Anorexia nervosa has the highest mortality rate of any psychiatric condition — approximately 5–10% of patients die from the illness, primarily from cardiac complications of malnutrition or suicide. Despite this severity, treatment outcomes are poor: only 50% of patients achieve full recovery, and relapse rates are high. Bulimia nervosa and binge eating disorder have better prognoses but similarly limited treatment options.

The theoretical case for psilocybin in eating disorders is compelling. Eating disorders are characterised by extreme cognitive rigidity — inflexible, overvalued beliefs about body image, weight, and food that are highly resistant to change through conventional cognitive approaches. Psilocybin's primary therapeutic mechanism — disrupting rigid thought patterns through default mode network modulation — maps directly onto this pathology.

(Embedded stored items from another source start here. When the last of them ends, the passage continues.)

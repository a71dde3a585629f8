// XML API response types
//
// Every response is wrapped in the same envelope:
//
//   <response status="success|error" code="N">
//     <result>...</result>      (payload, optional)
//     <msg><line>...</line></msg> (diagnostics, optional)
//   </response>
//
// Commit and job-status payloads get typed views on top of that.

use std::fmt;
use std::str::FromStr;

use serde::{Deserialize, Serialize};

use crate::error::Error;
use crate::xml::XmlNode;

// ── Envelope ─────────────────────────────────────────────────────────

/// The `status` attribute of the envelope.
#[derive(Debug, Clone, Copy, PartialEq, Eq)]
pub enum ResponseStatus {
    Success,
    Error,
}

/// A parsed `<response>` envelope.
#[derive(Debug, Clone)]
pub struct ApiResponse {
    pub status: ResponseStatus,
    pub code: Option<u16>,
    /// The `<result>` element, if the device sent one.
    pub result: Option<XmlNode>,
    /// Message lines from `<msg>` (top level or inside `<result>`).
    pub messages: Vec<String>,
}

impl ApiResponse {
    /// Parse a raw response body.
    pub fn parse(body: &str) -> Result<Self, Error> {
        let root = XmlNode::parse(body)?;
        if root.name() != "response" {
            return Err(Error::MalformedResponse {
                message: format!("expected <response> root, found <{}>", root.name()),
                body: body.to_owned(),
            });
        }

        let status = match root.attribute("status").map(str::trim) {
            Some("success") => ResponseStatus::Success,
            Some("error") => ResponseStatus::Error,
            other => {
                return Err(Error::MalformedResponse {
                    message: format!("unexpected response status {other:?}"),
                    body: body.to_owned(),
                });
            }
        };
        let code = root
            .attribute("code")
            .and_then(|c| c.trim().parse::<u16>().ok());

        let mut messages = Vec::new();
        if let Some(msg) = root.child("msg") {
            collect_lines(msg, &mut messages);
        }
        let result = root.child("result").cloned();
        if let Some(msg) = result.as_ref().and_then(|r| r.child("msg")) {
            collect_lines(msg, &mut messages);
        }

        Ok(Self {
            status,
            code,
            result,
            messages,
        })
    }

    pub fn is_success(&self) -> bool {
        self.status == ResponseStatus::Success
    }

    /// All message lines joined, or `None` if the device sent none.
    pub fn message(&self) -> Option<String> {
        if self.messages.is_empty() {
            None
        } else {
            Some(self.messages.join("; "))
        }
    }
}

/// `<msg>` is either plain text or a list of `<line>` elements, which may
/// themselves nest further `<line>`s.
fn collect_lines(msg: &XmlNode, out: &mut Vec<String>) {
    let lines: Vec<&XmlNode> = msg.children_named("line").collect();
    if lines.is_empty() {
        let text = msg.text_content();
        if !text.trim().is_empty() {
            out.push(text.trim().to_owned());
        }
        return;
    }
    for line in lines {
        let text = line.text_content();
        if !text.trim().is_empty() {
            out.push(text.trim().to_owned());
        }
    }
}

// ── Jobs ─────────────────────────────────────────────────────────────

/// Identifier of an asynchronous device job (commit, revert, ...).
#[derive(Debug, Clone, Copy, PartialEq, Eq, Hash, PartialOrd, Ord, Serialize, Deserialize)]
#[serde(transparent)]
pub struct JobId(pub u64);

impl fmt::Display for JobId {
    fn fmt(&self, f: &mut fmt::Formatter<'_>) -> fmt::Result {
        write!(f, "{}", self.0)
    }
}

impl FromStr for JobId {
    type Err = std::num::ParseIntError;

    fn from_str(s: &str) -> Result<Self, Self::Err> {
        s.trim().parse().map(Self)
    }
}

/// Lifecycle of a job as seen by a poller.
#[derive(Debug, Clone, Copy, PartialEq, Eq, Hash, Serialize, Deserialize)]
#[serde(rename_all = "kebab-case")]
pub enum JobStatus {
    Pending,
    InProgress,
    FinishedSuccess,
    FinishedFailure,
}

impl JobStatus {
    pub fn is_terminal(self) -> bool {
        matches!(self, Self::FinishedSuccess | Self::FinishedFailure)
    }
}

impl fmt::Display for JobStatus {
    fn fmt(&self, f: &mut fmt::Formatter<'_>) -> fmt::Result {
        f.write_str(match self {
            Self::Pending => "pending",
            Self::InProgress => "in-progress",
            Self::FinishedSuccess => "finished-success",
            Self::FinishedFailure => "finished-failure",
        })
    }
}

/// One `<job>` element from `show jobs id N`.
///
/// ```xml
/// <job>
///   <id>4</id><type>Commit</type>
///   <status>ACT</status><result>PEND</result><progress>55</progress>
///   <details><line>...</line></details>
/// </job>
/// ```
#[derive(Debug, Clone, PartialEq, Eq)]
pub struct JobInfo {
    pub id: JobId,
    pub job_type: Option<String>,
    pub status: JobStatus,
    /// Percentage; absent once finished (the device reports a timestamp there).
    pub progress: Option<u8>,
    pub details: Vec<String>,
}

impl JobInfo {
    /// Build from a job-status response.
    pub fn from_response(response: &ApiResponse, requested: JobId) -> Result<Self, Error> {
        let job = response
            .result
            .as_ref()
            .and_then(|r| r.child("job"))
            .ok_or_else(|| Error::MalformedResponse {
                message: format!("job {requested} status response has no <job> element"),
                body: String::new(),
            })?;

        let id = job
            .child("id")
            .and_then(XmlNode::text)
            .and_then(|t| t.parse().ok())
            .unwrap_or(requested);

        let state = job.child("status").and_then(XmlNode::text).unwrap_or("");
        let outcome = job.child("result").and_then(XmlNode::text).unwrap_or("");
        let status = match (state.trim(), outcome.trim()) {
            ("FIN", "OK") => JobStatus::FinishedSuccess,
            ("FIN", _) => JobStatus::FinishedFailure,
            ("ACT", _) => JobStatus::InProgress,
            ("PEND", _) | ("", _) => JobStatus::Pending,
            (other, _) => {
                return Err(Error::MalformedResponse {
                    message: format!("job {id} has unrecognized status '{other}'"),
                    body: String::new(),
                });
            }
        };

        let mut details = Vec::new();
        for section in ["details", "warnings"] {
            if let Some(node) = job.child(section) {
                collect_lines(node, &mut details);
            }
        }

        Ok(Self {
            id,
            job_type: job.child("type").and_then(XmlNode::text).map(String::from),
            status,
            progress: job
                .child("progress")
                .and_then(XmlNode::text)
                .and_then(|p| p.trim().parse().ok()),
            details,
        })
    }
}

// ── Commit ───────────────────────────────────────────────────────────

/// What the device did with a commit request.
#[derive(Debug, Clone, PartialEq, Eq)]
pub enum CommitOutcome {
    /// A commit job was enqueued.
    Queued(JobId),
    /// The candidate configuration matched the running one.
    NoChanges { message: String },
}

impl CommitOutcome {
    pub fn from_response(response: &ApiResponse) -> Result<Self, Error> {
        let job = response
            .result
            .as_ref()
            .and_then(|r| r.child("job"))
            .and_then(XmlNode::text);
        if let Some(job) = job {
            let id = job.parse().map_err(|_| Error::MalformedResponse {
                message: format!("commit returned a non-numeric job id '{job}'"),
                body: String::new(),
            })?;
            return Ok(Self::Queued(id));
        }

        let message = response.message().unwrap_or_default();
        if message.to_ascii_lowercase().contains("no changes") {
            return Ok(Self::NoChanges { message });
        }
        Err(Error::MalformedResponse {
            message: format!("commit response carries no job id: {message}"),
            body: String::new(),
        })
    }
}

The Neuroscience of Eating Disorders

Neuroimaging studies consistently show that eating disorders involve hyperactivation of the default mode network (DMN) — the brain's self-referential processing system — particularly in regions associated with body image and self-evaluation. The DMN generates the persistent, intrusive thoughts about food, weight, and body shape that characterise these conditions.

Serotonin dysregulation is also central: anorexia is associated with elevated serotonin activity (particularly in the 5-HT2A receptor system), which may contribute to the hyperactivation of self-critical processing. Psilocybin's direct action on 5-HT2A receptors may produce a temporary reset of this dysregulated system.

Clinical Evidence

The first clinical trial of psilocybin for anorexia nervosa was published in 2023 in Nature Medicine by Foldi et al. at the University of California San Diego. Ten patients with severe, treatment-resistant anorexia received two sessions of psilocybin therapy. At 1-month follow-up, 7 of 10 patients showed significant reductions in eating disorder psychopathology (measured by the Eating Disorder Examination Questionnaire), with a mean reduction of 34%. Three patients showed sustained improvements at 6-month follow-up.

A 2022 open-label study at Johns Hopkins enrolled 10 patients with anorexia and found that two sessions of psilocybin therapy produced significant improvements in eating disorder symptoms, body image disturbance, and quality of life, with effects persisting at 3-month follow-up. Qualitative interviews described themes of increased self-compassion, reduced fear of weight gain, and a shift in relationship to the body.

For bulimia nervosa, a 2023 pilot study found that psilocybin therapy reduced binge-purge frequency by 50% in 8 of 10 patients at 4-week follow-up. For binge eating disorder, preliminary data from an ongoing Johns Hopkins trial suggests significant reductions in binge frequency and emotional eating.

Limitations and Cautions

The evidence base for psilocybin in eating disorders is preliminary — small samples, open-label designs, short follow-up periods. Larger randomised controlled trials are underway but results are not yet available. Additionally, eating disorders require careful medical monitoring, and psilocybin therapy in this population requires specific expertise in both psychedelic-assisted therapy and eating disorder treatment. This is not a condition where unsupervised self-treatment is appropriate.